Listen to the whole, awesome podcast here. Really, it's worth your time.

He acknowledged that Suns players are definitely frustrated, but disavowed us of the notion that they all want out.

"I think there's a lot of frustration, and there should be frustration built in too," he said. "I don't care what anyone tells you. If you're on a team that's losing the way we are, people should be frustrated, annoyed, but still upbeat at practice to want to get better. So there's a difference. You can't be frustrated that you don't want to be a part of it.

"I am frustrated that we're losing. I'm tired of seeing the same mistakes. But I'm willing to put the work in to make those mistakes be very limited, if not at all."

He acknowledged the hanging heads we all see late in games, and that Luis Scola lamented earlier in the year while the notion was still newsworthy for post-game quotes.

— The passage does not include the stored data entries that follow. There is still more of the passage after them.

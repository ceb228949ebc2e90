//! Connection setup and schema migrations.
//!
//! Every open runs the same sequence: create the base tables if absent,
//! then apply pending migrations in ascending version order. The migration
//! list is append-only — a shipped step's body never changes; new schema
//! work is a new entry.

use std::path::Path;

use rusqlite::Connection;
use tracing;

use super::DatabaseError;

/// Open a SQLite database at the given path and bring its schema current.
pub fn open_database(path: &Path) -> Result<Connection, DatabaseError> {
    let conn = Connection::open(path)?;
    configure_pragmas(&conn)?;
    init_schema(&conn)?;
    Ok(conn)
}

/// Open an in-memory database (for tests and headless consumers).
pub fn open_memory_database() -> Result<Connection, DatabaseError> {
    let conn = Connection::open_in_memory()?;
    configure_pragmas(&conn)?;
    init_schema(&conn)?;
    Ok(conn)
}

fn configure_pragmas(conn: &Connection) -> Result<(), DatabaseError> {
    conn.execute_batch(
        "PRAGMA journal_mode=DELETE;
         PRAGMA foreign_keys=ON;",
    )?;
    Ok(())
}

/// Ensure base tables exist, then run pending migrations.
pub fn init_schema(conn: &Connection) -> Result<(), DatabaseError> {
    ensure_base_tables(conn)?;
    run_migrations(conn)?;
    Ok(())
}

/// Create the three base tables. Idempotent; also the recreation step used
/// by [`Store::reset_all`](super::Store::reset_all).
///
/// JSON columns: `times` and `keys` hold string arrays, `config` holds the
/// schedule's open config object, `records.data` holds key -> bool.
pub fn ensure_base_tables(conn: &Connection) -> Result<(), DatabaseError> {
    conn.execute_batch(
        "CREATE TABLE IF NOT EXISTS schema_version (
            version INTEGER PRIMARY KEY
         );

         CREATE TABLE IF NOT EXISTS medications (
            id INTEGER PRIMARY KEY AUTOINCREMENT,
            name TEXT NOT NULL,
            dosage TEXT,
            frequency TEXT,
            times TEXT,
            color TEXT,
            icon TEXT,
            keys TEXT,
            type TEXT DEFAULT 'daily',
            config TEXT
         );

         CREATE TABLE IF NOT EXISTS records (
            id INTEGER PRIMARY KEY AUTOINCREMENT,
            date TEXT NOT NULL UNIQUE,
            data TEXT,
            created_at TEXT DEFAULT CURRENT_TIMESTAMP
         );",
    )?;
    Ok(())
}

type MigrationFn = fn(&Connection) -> Result<(), rusqlite::Error>;

/// Append-only migration chain. Bodies are Rust functions rather than SQL
/// blobs because a step must be able to tolerate pre-existing columns.
const MIGRATIONS: &[(i64, MigrationFn)] = &[(1, migrate_v1_type_config)];

/// v1: databases from before schema versioning lack the `type` and
/// `config` columns on `medications`.
fn migrate_v1_type_config(conn: &Connection) -> Result<(), rusqlite::Error> {
    add_column_if_missing(conn, "medications", "type TEXT DEFAULT 'daily'")?;
    add_column_if_missing(conn, "medications", "config TEXT")?;
    Ok(())
}

/// Run all migrations newer than the recorded version, advancing the
/// version row after every step.
pub fn run_migrations(conn: &Connection) -> Result<(), DatabaseError> {
    apply_migrations(conn, MIGRATIONS)
}

/// A failed step is logged and skipped rather than aborting the open —
/// data availability outranks strict schema enforcement here — and the
/// version still advances so a broken step is never retried forever.
fn apply_migrations(
    conn: &Connection,
    migrations: &[(i64, MigrationFn)],
) -> Result<(), DatabaseError> {
    let current = current_version(conn);

    for (version, step) in migrations {
        if *version > current {
            tracing::info!("Running migration v{version}");
            if let Err(e) = step(conn) {
                let err = DatabaseError::MigrationFailed {
                    version: *version,
                    reason: e.to_string(),
                };
                tracing::warn!("{err}; skipping step and advancing version");
            }
            set_version(conn, *version)?;
        }
    }

    Ok(())
}

/// The recorded schema version (0 if unset or the table is absent).
pub fn current_version(conn: &Connection) -> i64 {
    conn.query_row("SELECT MAX(version) FROM schema_version", [], |row| {
        row.get::<_, i64>(0)
    })
    .unwrap_or(0)
}

fn set_version(conn: &Connection, version: i64) -> Result<(), DatabaseError> {
    conn.execute(
        "INSERT OR REPLACE INTO schema_version (version) VALUES (?1)",
        [version],
    )?;
    Ok(())
}

/// `ALTER TABLE ... ADD COLUMN`, treating an already-present column as a
/// no-op instead of an error.
fn add_column_if_missing(
    conn: &Connection,
    table: &str,
    column_def: &str,
) -> Result<(), rusqlite::Error> {
    match conn.execute(&format!("ALTER TABLE {table} ADD COLUMN {column_def}"), []) {
        Ok(_) => Ok(()),
        Err(e) if e.to_string().contains("duplicate column name") => Ok(()),
        Err(e) => Err(e),
    }
}

/// Count user tables (for verification).
pub fn count_tables(conn: &Connection) -> Result<i64, DatabaseError> {
    let count = conn.query_row(
        "SELECT COUNT(*) FROM sqlite_master WHERE type='table' AND name NOT LIKE 'sqlite_%'",
        [],
        |row| row.get::<_, i64>(0),
    )?;
    Ok(count)
}
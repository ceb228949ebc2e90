pub mod sqlite;
pub mod store;

pub use sqlite::*;
pub use store::Store;

use thiserror::Error;

#[derive(Error, Debug)]
pub enum DatabaseError {
    #[error("SQLite error: {0}")]
    Sqlite(#[from] rusqlite::Error),

    #[error("Migration failed at version {version}: {reason}")]
    MigrationFailed { version: i64, reason: String },
}
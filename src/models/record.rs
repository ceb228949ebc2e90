//! Per-day completion record.

use std::collections::BTreeMap;

use chrono::NaiveDate;
use serde::{Deserialize, Serialize};

/// Completion state for one calendar day: dose key -> taken.
///
/// A record only exists once some key has been toggled for that date; the
/// store deletes any record whose map is emptied by cascade cleanup.
#[derive(Debug, Clone, PartialEq, Eq, Serialize, Deserialize)]
pub struct DailyRecord {
    pub date: NaiveDate,
    pub completion: BTreeMap<String, bool>,
}

impl DailyRecord {
    pub fn new(date: NaiveDate) -> Self {
        Self {
            date,
            completion: BTreeMap::new(),
        }
    }

    /// True only for an explicit `true` entry; an absent key is not taken.
    pub fn is_completed(&self, key: &str) -> bool {
        self.completion.get(key).copied().unwrap_or(false)
    }
}
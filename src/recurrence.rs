//! Recurrence engine — the single copy of the eligibility date math.
//!
//! Pure functions from (definition, calendar date) to eligibility, and with
//! a day's record to the list of due dose segments. Every screen that needs
//! "what is due on date D" calls here instead of re-deriving the arithmetic.
//!
//! All arithmetic is over [`NaiveDate`] local calendar days; there is no
//! timezone anywhere in these computations.

use chrono::NaiveDate;

use crate::models::{DailyRecord, DurationMode, MedicationDefinition, Schedule};

/// One due dose on a given date, ready for display.
#[derive(Debug, Clone, PartialEq, Eq)]
pub struct DoseSegment {
    pub key: String,
    pub label: String,
    pub completed: bool,
    pub color: String,
}

/// Whole days from `start` to `date`; negative before the start.
pub fn day_offset(start: NaiveDate, date: NaiveDate) -> i64 {
    date.signed_duration_since(start).num_days()
}

/// Does this medication have any doses due on `date`?
///
/// A missing start date means no lower bound for every kind. Unknown kinds
/// are reported active; whether to show them as "tracking unsupported" is
/// the caller's display decision.
pub fn is_active_on(def: &MedicationDefinition, date: NaiveDate) -> bool {
    match &def.schedule {
        Schedule::Daily(s) => s.start_date.map_or(true, |start| date >= start),
        Schedule::Interval(s) => match s.start_date {
            None => true,
            Some(start) => {
                let offset = day_offset(start, date);
                if s.interval_days <= 1 {
                    offset >= 0
                } else {
                    offset >= 0 && offset % i64::from(s.interval_days) == 0
                }
            }
        },
        Schedule::Cyclic(s) => match s.start_date {
            None => true,
            Some(start) => {
                let offset = day_offset(start, date);
                // cycle_days is >= 1 after config parsing; max(1) guards
                // hand-built values against a zero divisor
                offset >= 0 && offset % i64::from(s.cycle_days.max(1)) < i64::from(s.active_days)
            }
        },
        Schedule::Course(s) => match s.duration_mode {
            // Quantity-bounded courses are not date-limited; the progress
            // projection owns the dose-count bound.
            DurationMode::Quantity => s.start_date.map_or(true, |start| date >= start),
            DurationMode::Days => match s.start_date {
                None => true,
                Some(start) => {
                    let offset = day_offset(start, date);
                    offset >= 0 && offset < i64::from(s.course_duration)
                }
            },
        },
        Schedule::Unknown { .. } => true,
    }
}

/// The doses due on `date`, in definition order, with completion state
/// taken from `record` (an absent record or key means not taken).
///
/// Empty when the medication is inactive on `date`, and for unknown
/// schedule kinds (active with no tracked doses).
pub fn due_segments(
    def: &MedicationDefinition,
    date: NaiveDate,
    record: Option<&DailyRecord>,
) -> Vec<DoseSegment> {
    if matches!(def.schedule, Schedule::Unknown { .. }) || !is_active_on(def, date) {
        return Vec::new();
    }

    def.dose_keys
        .iter()
        .enumerate()
        .map(|(i, key)| DoseSegment {
            key: key.clone(),
            label: def.dose_label(i),
            completed: record.is_some_and(|r| r.is_completed(key)),
            color: def.color.clone(),
        })
        .collect()
}
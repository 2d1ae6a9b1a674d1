//! This crate drives a JTAG adapter and uses it to program the flash of a target chip.  It
//! is layered the same way you would think about the hardware.
//!
//! At the lowest level is the `Backend` trait in `cable`.  A backend only moves bytes to and
//! from one physical adapter: a USB bulk device, a CMSIS-DAP HID probe, an FTDI chip in
//! synchronous bit-bang mode, or plain GPIO pins through embedded-hal.  A `Codec` from
//! `codec` knows how a given adapter wants TMS/TDI runs framed on the wire.
//!
//! The next level is the `AdapterSession` in `queue`.  It keeps track of the TAP state, turns
//! state moves and register scans into adapter frames and batches them until a flush.  You tell
//! it which state you want (e.g., Reset or Idle) and it gets there along the shortest path.
//! Captured bits come back in enqueue order once the queue is flushed.
//!
//! If there are multiple TAPs in the JTAG chain, you probably want to use the methods
//! associated with the `Taps` struct.  You tell Taps how many TAPs exist and what the IR length
//! is for each one, or let it detect them.  You can then read and write the instruction and
//! data registers for that one TAP, and it will take care of putting other TAPs in BYPASS.
//!
//! On top of that, `target` describes target memory access and on-target algorithm execution,
//! and `flash` implements flash banks: probing, sector erase, aligned writes through either a
//! host-driven register sequence or an uploaded programming algorithm, and read-back verify.
//!
//! # Example
//! ```no_run
//! use jtag_flash::config::{AdapterConfig, BackendKind, CodecKind, MatchCriteria};
//! use jtag_flash::queue;
//! use jtag_flash::taps::Taps;
//!
//! # fn main() -> jtag_flash::Result<()> {
//! let config = AdapterConfig::new(BackendKind::Usb, CodecKind::DapJtagSequence)
//!     .with_criteria(MatchCriteria::from_terminated(&[(0xc251, 0xf001), (0, 0)])?);
//! let session = queue::open(&config)?;
//! let mut taps = Taps::new(session);
//! taps.detect()?;
//!
//! taps.select_tap(0, &[0x08])?;
//! let buf = [0x11, 0x22, 0x33, 0x44];
//! taps.write_dr(&buf, 32)?;
//! taps.session.flush()?;
//! # Ok(())
//! # }
//! ```

#![no_std]

#[cfg(feature = "std")]
extern crate std;

extern crate alloc;

pub mod cable;
pub mod codec;
pub mod config;
pub mod error;
pub mod flash;
pub mod queue;
pub mod statemachine;
pub mod taps;
pub mod target;

pub use error::{Error, Result};
//! Adapter-native framing.  The queue lowers every command into `Sequence`s (runs of TCK cycles
//! with a constant TMS level) and a `Codec` turns batches of those into the bytes a particular
//! adapter understands, and pulls TDO back out of the adapter's answer.
use alloc::boxed::Box;
use alloc::vec::Vec;

use crate::config::CodecKind;
use crate::error::Result;

pub mod bitbang;
pub mod dap;

pub use bitbang::{PinMap, SyncBitbang};
pub use dap::DapJtagSequence;

/// Longest run a single `Sequence` may describe
pub const MAX_SEQUENCE_BITS: usize = 64;

#[derive(Clone, Copy, Debug, PartialEq, Eq)]
pub struct Sequence {
    pub tms: bool,
    /// Number of TCK cycles, 1..=64
    pub bits: usize,
    /// TDI levels, bit 0 first
    pub tdi: u64,
    /// Whether TDO must be sampled during this run
    pub capture: bool,
}

impl Sequence {
    pub fn new(tms: bool, bits: usize, tdi: u64, capture: bool) -> Self {
        debug_assert!(bits > 0 && bits <= MAX_SEQUENCE_BITS);
        Self {
            tms,
            bits,
            tdi: tdi & mask(bits),
            capture,
        }
    }

    /// Split into the first `at` cycles and the rest
    pub fn split(self, at: usize) -> (Sequence, Sequence) {
        let first = Sequence::new(self.tms, at, self.tdi, self.capture);
        let rest = Sequence::new(self.tms, self.bits - at, self.tdi >> at, self.capture);
        (first, rest)
    }

    pub fn bytes(&self) -> usize {
        (self.bits + 7) / 8
    }
}

pub fn mask(bits: usize) -> u64 {
    if bits >= 64 {
        u64::MAX
    } else {
        (1u64 << bits) - 1
    }
}

pub trait Codec {
    fn name(&self) -> &'static str;

    /// Fixed request bytes per frame
    fn request_overhead(&self) -> usize {
        0
    }

    /// Fixed response bytes per frame
    fn response_overhead(&self) -> usize {
        0
    }

    fn request_len(&self, seq: &Sequence) -> usize;

    fn response_len(&self, seq: &Sequence) -> usize;

    /// Upper bound on sequences per frame
    fn max_sequences(&self) -> usize {
        usize::MAX
    }

    fn encode(&self, seqs: &[Sequence], out: &mut Vec<u8>);

    /// Append the TDO bits of every capturing sequence in `seqs`, in order, to `tdo`.
    fn decode(&self, seqs: &[Sequence], response: &[u8], tdo: &mut Vec<u64>) -> Result<()>;
}

pub fn new_codec(kind: CodecKind) -> Box<dyn Codec> {
    match kind {
        CodecKind::SyncBitbang => Box::new(SyncBitbang::new(PinMap::default())),
        CodecKind::DapJtagSequence => Box::new(DapJtagSequence),
    }
}

/// Run-length encode a TMS path, holding TDI at `tdi`
pub fn tms_sequences(tms: &[bool], tdi: bool, out: &mut Vec<Sequence>) {
    let mut i = 0;
    while i < tms.len() {
        let level = tms[i];
        let mut n = 1;
        while i + n < tms.len() && tms[i + n] == level && n < MAX_SEQUENCE_BITS {
            n += 1;
        }
        let tdi = if tdi { u64::MAX } else { 0 };
        out.push(Sequence::new(level, n, tdi, false));
        i += n;
    }
}

/// Read up to 64 bits starting at bit `start` of an LSB-first byte buffer
pub fn get_bits(data: &[u8], start: usize, bits: usize) -> u64 {
    let mut value = 0u64;
    for i in 0..bits {
        let bit = start + i;
        if data[bit / 8] & (1 << (bit % 8)) != 0 {
            value |= 1 << i;
        }
    }
    value
}

/// Store `bits` bits of `value` at bit `start` of an LSB-first byte buffer
pub fn set_bits(data: &mut [u8], start: usize, bits: usize, value: u64) {
    for i in 0..bits {
        let bit = start + i;
        if value & (1 << i) != 0 {
            data[bit / 8] |= 1 << (bit % 8);
        } else {
            data[bit / 8] &= !(1 << (bit % 8));
        }
    }
}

"I definitely think the losses and the fourth quarters where a team makes a run and we can't buy a bucket, guys are like ‘here we go again' happens," Dudley said.

"But I definitely see Lindsey [Hunter] with the discipline and accountability in practice that the ownership wanted."

Dudley opined that, if he is traded, he would not want to go to another bad team. But even rather than go to a good team, he'd simply rather stay right where he is.

"It's easy to be in a good mood when you're winning," he said. "When you're losing, you need to stay in the gym, stay on guys. You never want to leave. I'll be the first one to tell you that if I had to leave, I don't want to go to a team that's bad.

"Phoenix, city-wise, is one of the top 5 destinations to go to, so why not just stay here and just get better?"

Jared Dudley is a realist. He knows that, once Nash and Hill left after Amare a couple of years ago, the Suns were going to struggle for a while to develop a new identity and to develop new stars to carry the team going forward.

He also knows he is not that new star. He won't be making any All-Star games, or joining the Dunk Contest or anything like that. And there's no "easy button" to get those new stars.

"Sometimes it takes a while," he said. "You gotta go through a couple dog years to get Derrick Rose or be the Thunder with Durant and Westbrook. I understand that.

"I know I'm a leader here, I know my role here. Leaders come in all shapes and sizes. I've been through the lows here and highs, all the way to the Western Conference Finals. For me personally, I can only do the stuff that I can control. And for me its working on my game and getting better each year. Being a positive attitude for the Suns."

Ideally, the Suns would be able to keep Dudley through this transition and have him as their veteran locker room leader when the team starts winning regularly again. Any team with young guys as their best talents need leadership on the court and the sidelines. Dudley would be a great fit in that role.

But before you can take advantage of that veteran leader to guide the new stars, you need those new stars. Otherwise, Dudley is just a captain on a sinking ship.

Dudley is 27 now and will be nearing the end of his contract when the Suns realistically start winning again.

Is it smart to keep him around before the going gets good again?

Or is it smarter to trade your best asset at the height of his value to a team willing to give up a good young player in return, one with a higher upside than Dudley?

Just be glad you're not the GM of the Suns. Tough decision indeed.